Youth poetry slam scene heats up as competition finals approach
Similarly, when audience members at CHS were particularly impressed or moved by the original, often personal poetry being read, they snapped their fingers, providing an aural backdrop that sounded like a quiet rain shower.
Both responses are part of the poetry slam culture, according to Jeff Kass, NZ’s creative arts director (and a teacher at Pioneer) who hosts the events. “The people in the audience are peers of the writer, and they understand that it’s a hard thing to get up and read something that’s an original creation,” he said. “You’re not up there reading a Walt Whitman poem. You wrote this. It’s your poem.”
The CHS event was one of 4 semifinal rounds—also held at Huron, Pioneer, and Skyline—of the Ann Arbor Youth Poetry Slam Competition. The finals, which gather the best poets from each school, will happen Thursday, March 29 at 6:30 p.m. at the Neutral Zone.
At CHS, 29 students participated in the night’s first round of poems, and they each received scores from a handful of judges in the front row—many of them Ann Arbor natives who are now active in the poetry slam scene at the college level or beyond—who could give out a score as high as 10, with the highest and lowest scores getting thrown out. There’s audience participation in these moments, too—most often decrying the scores being too low: “Were you listening to that poem?”
But what criteria do the judges apply to the scoring?

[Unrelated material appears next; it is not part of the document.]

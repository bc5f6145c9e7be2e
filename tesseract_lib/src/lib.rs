pub mod commands;
pub mod fs;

“The standard slam philosophy is 50 percent performance, 50 percent content, or writing,” said Kass. “But that’s not how we do it in Ann Arbor. We have really experienced people as judges, and we’ve talked about how they really should think about 70 or 80 percent of the scoring being focused on the writing. Because what we’re trying to do is grow writers and creators, and the writing part takes a lot of work and time, and we really try to stress that.
“What do they look for in the writing is, is the language fresh? Are there interesting insights? We don’t reward more cliche poems, even if audience likes it. What we’re looking for is, has the writer really thought about this, and found a creative way of talking about it? We turn out a lot of wonderful writers, but we get crushed at nationals, because they’re much more performance-based. And if you hit hot button issues in a certain way, you’re rewarded for that. But more than anything, we’re trying to develop creative voices.”

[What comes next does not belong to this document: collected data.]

//! Canonical PNG images for OCR ground truth.
//!
//! Any input the `image` crate can decode is turned into an 8-bit RGB
//! buffer on a freshly allocated canvas, so palette, transparency and
//! colour-profile metadata of the source never reach the output. Output is
//! always written as an uncompressed RGB PNG.

use std::{fs::File, io::{self, BufWriter}, path::{Path, PathBuf}};

use ::png::{BitDepth, ColorType, Compression, EncodingError};
use image::{imageops, ImageReader, RgbImage};
use thiserror::Error;
use tracing::debug;

#[derive(Debug, Error)]
pub enum ImageError {
    #[error("{path}: {source}")]
    Open {
        path: PathBuf,
        #[source]
        source: io::Error,
    },
    #[error("{path}: {source}")]
    Decode {
        path: PathBuf,
        #[source]
        source: image::ImageError,
    },
    #[error("{path}: {source}")]
    Encode {
        path: PathBuf,
        #[source]
        source: EncodingError,
    },
}

/// Bytes per pixel of the canonical encoding.
pub const RGB_PIXEL_SIZE: usize = 3;

// Image metadata used by this module.
#[derive(Clone, Debug, PartialEq)]
pub struct InfoPNG {
    pub width: u32,
    pub height: u32,
    pub line_size: usize,
}

// In-memory RGB image: raw bytes + dimensions.
#[derive(Clone, Debug, PartialEq)]
pub struct ImagePNG {
    pub bytes: Vec<u8>,
    pub info: InfoPNG,
}

impl ImagePNG {
    /// Wraps an RGB byte buffer of `width * height * 3` bytes.
    pub fn new(bytes: Vec<u8>, width: u32, height: u32) -> Self {
        let info = InfoPNG {
            width,
            height,
            line_size: (width as usize) * RGB_PIXEL_SIZE,
        };
        Self { bytes, info }
    }

    /// Decodes an image file of any supported format into canonical RGB.
    ///
    /// The format is guessed from content, not from the extension. Decoding
    /// completes before this function returns, so the source file handle is
    /// already closed when the pixels are copied.
    pub fn read<P: AsRef<Path>>(path: P) -> Result<Self, ImageError> {
        let path = path.as_ref();
        let decoded = {
            let reader = ImageReader::open(path)
                .and_then(|reader| reader.with_guessed_format())
                .map_err(|source| ImageError::Open { path: path.to_path_buf(), source })?;
            reader
                .decode()
                .map_err(|source| ImageError::Decode { path: path.to_path_buf(), source })?
        };
        debug!(path = %path.display(), width = decoded.width(), height = decoded.height(), "decoded");
        Ok(Self::from_rgb(&decoded.to_rgb8()))
    }

    /// Pastes `source` onto a new opaque canvas of the same size.
    pub fn from_rgb(source: &RgbImage) -> Self {
        let mut canvas = RgbImage::new(source.width(), source.height());
        imageops::replace(&mut canvas, source, 0, 0);
        let (width, height) = canvas.dimensions();
        Self::new(canvas.into_raw(), width, height)
    }

    /// Writes the image as an uncompressed 8-bit RGB PNG.
    pub fn write<P: AsRef<Path>>(&self, path: P) -> Result<(), ImageError> {
        let path = path.as_ref();
        let encode_err = |source: EncodingError| ImageError::Encode { path: path.to_path_buf(), source };

        let file = File::create(path).map_err(|source| ImageError::Open { path: path.to_path_buf(), source })?;
        let w = BufWriter::new(file);

        let mut encoder = ::png::Encoder::new(w, self.info.width, self.info.height);
        encoder.set_color(ColorType::Rgb);
        encoder.set_depth(BitDepth::Eight);
        encoder.set_compression(Compression::NoCompression);

        let mut writer = encoder.write_header().map_err(encode_err)?;
        writer.write_image_data(&self.bytes).map_err(encode_err)?;
        writer.finish().map_err(encode_err)
    }

    /// RGB triple at `(x, y)`, if inside the image.
    pub fn pixel(&self, x: u32, y: u32) -> Option<[u8; 3]> {
        if x >= self.info.width || y >= self.info.height {
            return None;
        }
        let start = (y as usize) * self.info.line_size + (x as usize) * RGB_PIXEL_SIZE;
        let px = self.bytes.get(start..start + RGB_PIXEL_SIZE)?;
        Some([px[0], px[1], px[2]])
    }
}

In each of the semifinal rounds, held at each high school, the progression goes from an all-inclusive first round; the top half (in terms of scores) read a second poem in the second round; and no more than 8 perform a third poem in the third round, where poets compete for one of 25 spots in the finals round.At CHS, subjects ranged from the thorny clash between race and history; concern about a friend’s self-destructive behavior; the journey from cynical pessimism to openness; a tongue-in-cheek tale of knights and ladies that made fun of the genre while embracing it; the fraying relationship between a son and his father; and a small child’s confusion about a parent’s explanation of rape.
Students freely used whatever language they felt best conveyed their experience or idea—so slam-goers should expect mature audience fare.

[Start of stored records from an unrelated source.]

//! Training-corpus preparation binary (`ts_prepear`).
//!
//! Turns a folder of labeled images into a Tesseract ground-truth corpus
//! without running any external tool.
//!
//! # Workflow
//! 1. Wipes `train/`, `test/` and `langdata/` under the output base.
//! 2. Extracts a label from every file name in the input directory.
//! 3. Shuffles and splits the samples into train and test sets.
//! 4. Writes `<model>_<NNNNNN>.png` + `.gt.txt` records for both sets.
//! 5. Checks minimum counts and writes `test/list.txt`.
//! 6. Writes `langdata/unicharset`, `numbers`, `punc` and `wordlist`.
//!
//! # Usage
//! ```text
//! cargo run --release -p ts_prepear -- \
//!     --config ./data/config.json --input-dir ./data/source \
//!     [--train-percent 90] [--seed 42] [--model-name meter]
//! ```

use std::{path::PathBuf, process::ExitCode};

use clap::Parser;
use dataset_lib::{Pipeline, PipelineConfig, Result};
use tracing::{error, info};

/// CLI arguments for a preparation run.
///
/// Every flag is optional; unset flags keep the value from `--config` (or
/// the built-in default when no config file is given).
#[derive(Parser, Debug)]
#[command(author, version, about)]
struct Args {
    /// JSON configuration file.
    #[arg(short, long)]
    pub config: Option<PathBuf>,
    #[arg(short, long)]
    pub input_dir: Option<PathBuf>,
    #[arg(short, long)]
    pub output_base: Option<PathBuf>,
    /// Label regex with exactly one capture group.
    #[arg(long)]
    pub pattern: Option<String>,
    #[arg(short, long)]
    pub train_percent: Option<f64>,
    #[arg(long)]
    pub seed: Option<u64>,
    #[arg(short, long)]
    pub model_name: Option<String>,
    /// Space-separated alphabet tokens.
    #[arg(short, long)]
    pub alphabet: Option<String>,
    /// Write the effective configuration to this file.
    #[arg(long)]
    pub dump_config: Option<PathBuf>,
}

impl Args {
    fn load_config(&self) -> Result<PipelineConfig> {
        let mut config = match &self.config {
            Some(path) => PipelineConfig::read(path)?,
            None => PipelineConfig::default(),
        };
        if let Some(d) = &self.input_dir { config.input_dir = d.clone(); }
        if let Some(d) = &self.output_base { config.output_base = d.clone(); }
        if let Some(d) = &self.pattern { config.label_pattern = d.clone(); }
        if let Some(d) = self.train_percent { config.train_percent = d; }
        if let Some(d) = self.seed { config.seed = Some(d); }
        if let Some(d) = &self.model_name { config.model_name = d.clone(); }
        if let Some(d) = &self.alphabet { config.alphabet = d.clone(); }
        Ok(config)
    }
}

fn main() -> ExitCode {
    tracing_subscriber::fmt()
        .with_env_filter(
            tracing_subscriber::EnvFilter::try_from_default_env()
                .unwrap_or_else(|_| tracing_subscriber::EnvFilter::new("info")),
        )
        .init();

    let args = Args::parse();
    match prepare_main(&args) {
        Ok(()) => ExitCode::SUCCESS,
        Err(err) => {
            error!("{}", err);
            ExitCode::from(u8::try_from(err.exit_code()).unwrap_or(1))
        }
    }
}

fn prepare_main(args: &Args) -> Result<()> {
    let config = args.load_config()?;
    if let Some(path) = &args.dump_config {
        config.save(path)?;
        info!(path = %path.display(), "configuration written");
    }

    let pipeline = Pipeline::new(config)?;
    let corpus = pipeline.prepare()?;

    println!(
        "train: {} written, {} skipped; test: {} written, {} skipped{}",
        corpus.train.written,
        corpus.train.skipped,
        corpus.test.written,
        corpus.test.skipped,
        if corpus.full_train { " (test is a subset of train)" } else { "" }
    );
    println!("manifest: {}", corpus.validated.manifest.display());
    println!("seed: {}", corpus.seed);
    Ok(())
}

“I, as a teacher, tell my students that if there’s a story they need to tell, they should tell it,” said Kass. “It’s dangerous to not let those stories out, and it’s powerful to let other students hear them. Whether the subject is rape, or an alcoholic relative, or an eating disorder, there’s someone out there who’s gone through the same thing. And it’s powerful to hear someone else talk about that.”
Bemoaning the recent emphasis on test scores in American schools, Kass believes that the local slam scene “allows kids to keep the spark of art alive,” as well as encouraging more authentic communication between participants.
“We have all these really superficial ways of connecting with each other these days, whether it be Facebook or texting,” said Kass. “So to offer this kind of opportunity is really powerful—the idea of becoming somebody who pays more attention to the world, and who thinks about producing writing that expresses an idea you have, and growing as thinker and communicator. A lot of kids who get into the slam scene become leaders in the community because they come to see the value of their ideas and what they have to say. They feel like they can be in charge of things, and that someone will care.”
And, of course, there’s something undeniably moving about seeing, and hearing, a room full of budding poets raucously cheer for each other, and encourage a peer in a public moment of struggle.
“That’s another benefit of whole program,” said Kass. “Not only do kids to hear other kids’ stories, but if you get adults to listen to young people for 3 minutes, it destroys their stereotypes. So many times, after a slam, someone will approach me and say, ‘I just thought they cared about shopping.’ They have lots of complex ideas and want to talk about them. This venue allows the community to see and hear what’s important to young people.”